The Fake Claims Act is a ray of hope for the taxpayers of the United States of America who are fed up with their taxes being taken from under their noses by central authority contractors. It is a crucial tool in the hands of American taxpayers with the power to make uncountable billions of dollars of money that goes within the pockets of the government contractors each year return to where it belongs.

Under the False Claims Act, those people who intentionally submit or induce another person or entity to submit fake claims for payment of government funds will be liable to pay three times of the government's damages and also civil penalties ranging between $5,500 and $11,000 per false claim.

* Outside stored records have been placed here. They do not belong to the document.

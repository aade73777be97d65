//! Speech synthesis types

use serde::{Deserialize, Serialize};

/// Raw speech arguments as received from the tool-calling layer.
#[derive(Debug, Clone, Serialize, Deserialize)]
#[serde(default)]
pub struct SpeechParams {
    /// Plain text converted into audio.
    pub text: String,
    pub model: Option<String>,
    /// Voice preset; the configured default voice is used when absent.
    pub voice: Option<String>,
    /// Audio container (mp3, wav, flac, opus, ...).
    pub response_format: String,
    /// Playback rate multiplier where 1.0 is real-time.
    pub speed: f64,
}

impl Default for SpeechParams {
    fn default() -> Self {
        Self {
            text: String::new(),
            model: None,
            voice: None,
            response_format: "mp3".to_string(),
            speed: 1.0,
        }
    }
}

impl SpeechParams {
    pub fn new(text: impl Into<String>) -> Self {
        Self {
            text: text.into(),
            ..Default::default()
        }
    }

    pub fn with_voice(mut self, voice: impl Into<String>) -> Self {
        self.voice = Some(voice.into());
        self
    }

    pub fn with_response_format(mut self, format: impl Into<String>) -> Self {
        self.response_format = format.into();
        self
    }
}

/// Normalized speech request.
#[derive(Debug, Clone)]
pub struct SpeechRequest {
    pub text: String,
    pub model: Option<String>,
    pub voice: Option<String>,
    /// Format forwarded to the provider as given.
    pub format: String,
    /// Content type resolved from `format`.
    pub content_type: &'static str,
    pub speed: f64,
}

/// Flattened speech synthesis result.
#[derive(Debug, Clone, PartialEq, Serialize, Deserialize)]
pub struct SpeechResult {
    pub voice: String,
    pub format: String,
    pub byte_length: usize,
    pub blob_url: String,
}
//! Chat completion request and result types.

use serde::{Deserialize, Serialize};

/// Raw chat arguments as received from the tool-calling layer.
#[derive(Debug, Clone, Serialize, Deserialize)]
#[serde(default)]
pub struct ChatParams {
    /// Primary user content sent to the chat model.
    pub prompt: String,
    /// Optional system instruction injected ahead of the user message.
    pub system_prompt: Option<String>,
    /// Override for the configured chat model.
    pub model: Option<String>,
    pub temperature: f64,
    pub top_p: f64,
    pub max_output_tokens: Option<u32>,
    /// Opaque end-user identifier forwarded for abuse monitoring.
    pub user: Option<String>,
    /// `"json"` or a named format; empty means unconstrained.
    pub response_format: Option<String>,
    pub presence_penalty: f64,
    pub frequency_penalty: f64,
    pub seed: Option<i64>,
    pub metadata: Option<serde_json::Map<String, serde_json::Value>>,
}

impl Default for ChatParams {
    fn default() -> Self {
        Self {
            prompt: String::new(),
            system_prompt: None,
            model: None,
            temperature: 0.2,
            top_p: 1.0,
            max_output_tokens: None,
            user: None,
            response_format: None,
            presence_penalty: 0.0,
            frequency_penalty: 0.0,
            seed: None,
            metadata: None,
        }
    }
}

impl ChatParams {
    pub fn new(prompt: impl Into<String>) -> Self {
        Self {
            prompt: prompt.into(),
            ..Default::default()
        }
    }

    pub fn with_system_prompt(mut self, system_prompt: impl Into<String>) -> Self {
        self.system_prompt = Some(system_prompt.into());
        self
    }

    pub fn with_model(mut self, model: impl Into<String>) -> Self {
        self.model = Some(model.into());
        self
    }

    pub fn with_response_format(mut self, format: impl Into<String>) -> Self {
        self.response_format = Some(format.into());
        self
    }
}

/// Output constraint applied to a chat completion.
#[derive(Debug, Clone, PartialEq, Eq)]
pub enum ResponseFormat {
    /// No constraint.
    Unconstrained,
    /// Structured JSON output (`{"type": "json_object"}`).
    JsonObject,
    /// Provider-named format passed through verbatim.
    Named(String),
}

impl ResponseFormat {
    /// The `response_format` directive sent to the provider, if any.
    pub fn directive(&self) -> Option<serde_json::Value> {
        match self {
            Self::Unconstrained => None,
            Self::JsonObject => Some(serde_json::json!({ "type": "json_object" })),
            Self::Named(name) => Some(serde_json::json!({ "type": name })),
        }
    }
}

/// Normalized chat request.
#[derive(Debug, Clone)]
pub struct ChatRequest {
    pub prompt: String,
    pub system_prompt: Option<String>,
    pub model: Option<String>,
    pub temperature: f64,
    pub top_p: f64,
    pub max_output_tokens: Option<u32>,
    pub user: Option<String>,
    pub response_format: ResponseFormat,
    pub presence_penalty: f64,
    pub frequency_penalty: f64,
    pub seed: Option<i64>,
    pub metadata: Option<serde_json::Map<String, serde_json::Value>>,
}

/// Flattened chat completion result.
#[derive(Debug, Clone, PartialEq, Serialize, Deserialize)]
pub struct ChatResult {
    pub text: String,
    pub finish_reason: Option<String>,
    pub model: Option<String>,
    pub usage: Option<serde_json::Value>,
    /// Full provider payload.
    #[serde(rename = "raw")]
    pub raw_payload: serde_json::Value,
}
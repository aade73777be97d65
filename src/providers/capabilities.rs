//! Capability support per backend variant.
//!
//! A single table decides what each variant can do, so callers never branch
//! on the variant themselves.

use crate::config::BackendKind;
use crate::types::Capability;

/// Support entry for one capability on one backend variant.
#[derive(Debug, Clone, Copy, PartialEq, Eq)]
pub struct CapabilitySupport {
    pub capability: Capability,
    pub direct: bool,
    pub managed: bool,
    /// Operator-facing caveat reported by model listings.
    pub notes: Option<&'static str>,
}

const VIDEO_NOTES: &str =
    "Video generation requires api.openai.com; Azure deployments do not support /videos.";

const SUPPORT_TABLE: [CapabilitySupport; 4] = [
    CapabilitySupport {
        capability: Capability::Chat,
        direct: true,
        managed: true,
        notes: None,
    },
    CapabilitySupport {
        capability: Capability::Image,
        direct: true,
        managed: true,
        notes: None,
    },
    CapabilitySupport {
        capability: Capability::Audio,
        direct: true,
        managed: true,
        notes: None,
    },
    CapabilitySupport {
        capability: Capability::Video,
        direct: true,
        managed: false,
        notes: Some(VIDEO_NOTES),
    },
];

pub fn capability_support(capability: Capability) -> CapabilitySupport {
    SUPPORT_TABLE
        .iter()
        .copied()
        .find(|entry| entry.capability == capability)
        .unwrap_or(CapabilitySupport {
            capability,
            direct: false,
            managed: false,
            notes: None,
        })
}

/// Whether `kind` can serve `capability`.
pub fn supports(kind: BackendKind, capability: Capability) -> bool {
    let entry = capability_support(capability);
    match kind {
        BackendKind::Direct => entry.direct,
        BackendKind::Managed => entry.managed,
    }
}
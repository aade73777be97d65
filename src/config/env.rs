//! Environment lookup helpers shared by the config loaders.

use crate::error::GatewayError;

/// Source of configuration values, normally the process environment.
pub type Lookup<'a> = &'a dyn Fn(&str) -> Option<String>;

/// Read a variable, treating empty values as unset.
pub(crate) fn non_empty(lookup: Lookup<'_>, name: &str) -> Option<String> {
    lookup(name).filter(|v| !v.is_empty())
}

pub(crate) fn require(lookup: Lookup<'_>, name: &str) -> Result<String, GatewayError> {
    non_empty(lookup, name).ok_or_else(|| {
        GatewayError::ConfigurationError(format!("Missing required environment variable: {name}"))
    })
}

pub(crate) fn or_default(lookup: Lookup<'_>, name: &str, default: &str) -> String {
    lookup(name).unwrap_or_else(|| default.to_string())
}

pub(crate) fn as_port(raw: Option<String>, default: u16, name: &str) -> Result<u16, GatewayError> {
    match raw {
        None => Ok(default),
        Some(raw) if raw.trim().is_empty() => Ok(default),
        Some(raw) => raw.trim().parse::<u16>().map_err(|_| {
            GatewayError::ConfigurationError(format!(
                "{name} must be an integer (received: {raw:?})"
            ))
        }),
    }
}

/// Split a scope list on commas and whitespace.
pub(crate) fn as_scopes(raw: Option<String>) -> Vec<String> {
    raw.map(|raw| {
        raw.split(|c: char| c == ',' || c.is_whitespace())
            .map(str::trim)
            .filter(|s| !s.is_empty())
            .map(str::to_string)
            .collect()
    })
    .unwrap_or_default()
}

/// Primary variable, then an already-resolved fallback, then a default.
pub(crate) fn value_with_fallback(
    lookup: Lookup<'_>,
    primary: &str,
    fallback: Option<String>,
    default: &str,
) -> String {
    if let Some(value) = lookup(primary).filter(|v| !v.trim().is_empty()) {
        return value.trim().to_string();
    }
    if let Some(value) = fallback.filter(|v| !v.trim().is_empty()) {
        return value.trim().to_string();
    }
    default.to_string()
}

/// Normalize a storage path segment: trim, strip slashes, collapse empty parts.
pub(crate) fn normalize_path_segment(raw: Option<&str>) -> Option<String> {
    let trimmed = raw?.trim().trim_matches('/');
    let parts: Vec<&str> = trimmed.split('/').filter(|s| !s.is_empty()).collect();
    if parts.is_empty() {
        None
    } else {
        Some(parts.join("/"))
    }
}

Tax fraud is however not included in the Fake Claims Act. Section 3729 (e) of the aforementioned act states that the Act "does not apply to claims, records, or statements made under the Internal Revenue Code." As such any crime related to taxes will not come under the Fake Claims Act. For this, there are IRS related laws that may look into the matter and submit penalties for perpetrators.

The Fake Claims Act has provisions for 'qui tam'. The qui tam is a unique feature in the laws of our country. Qui tam allows ordinary voters of the country to sue for the govt if she has evidence of crime in central authority programs and contracts so that the thieved funds can be recovered.

The voter who goes thru the effort of filing a qui tam case can be awarded compensation for his risk and work done. The citizen whistle blowers could be awarded a little of the funds he helps in recovering usually something between 15% and 25 percent. After a qui tam suit has been filed, it generally remains under seal in which time the Department of Justice investigates and decides whether to join the action.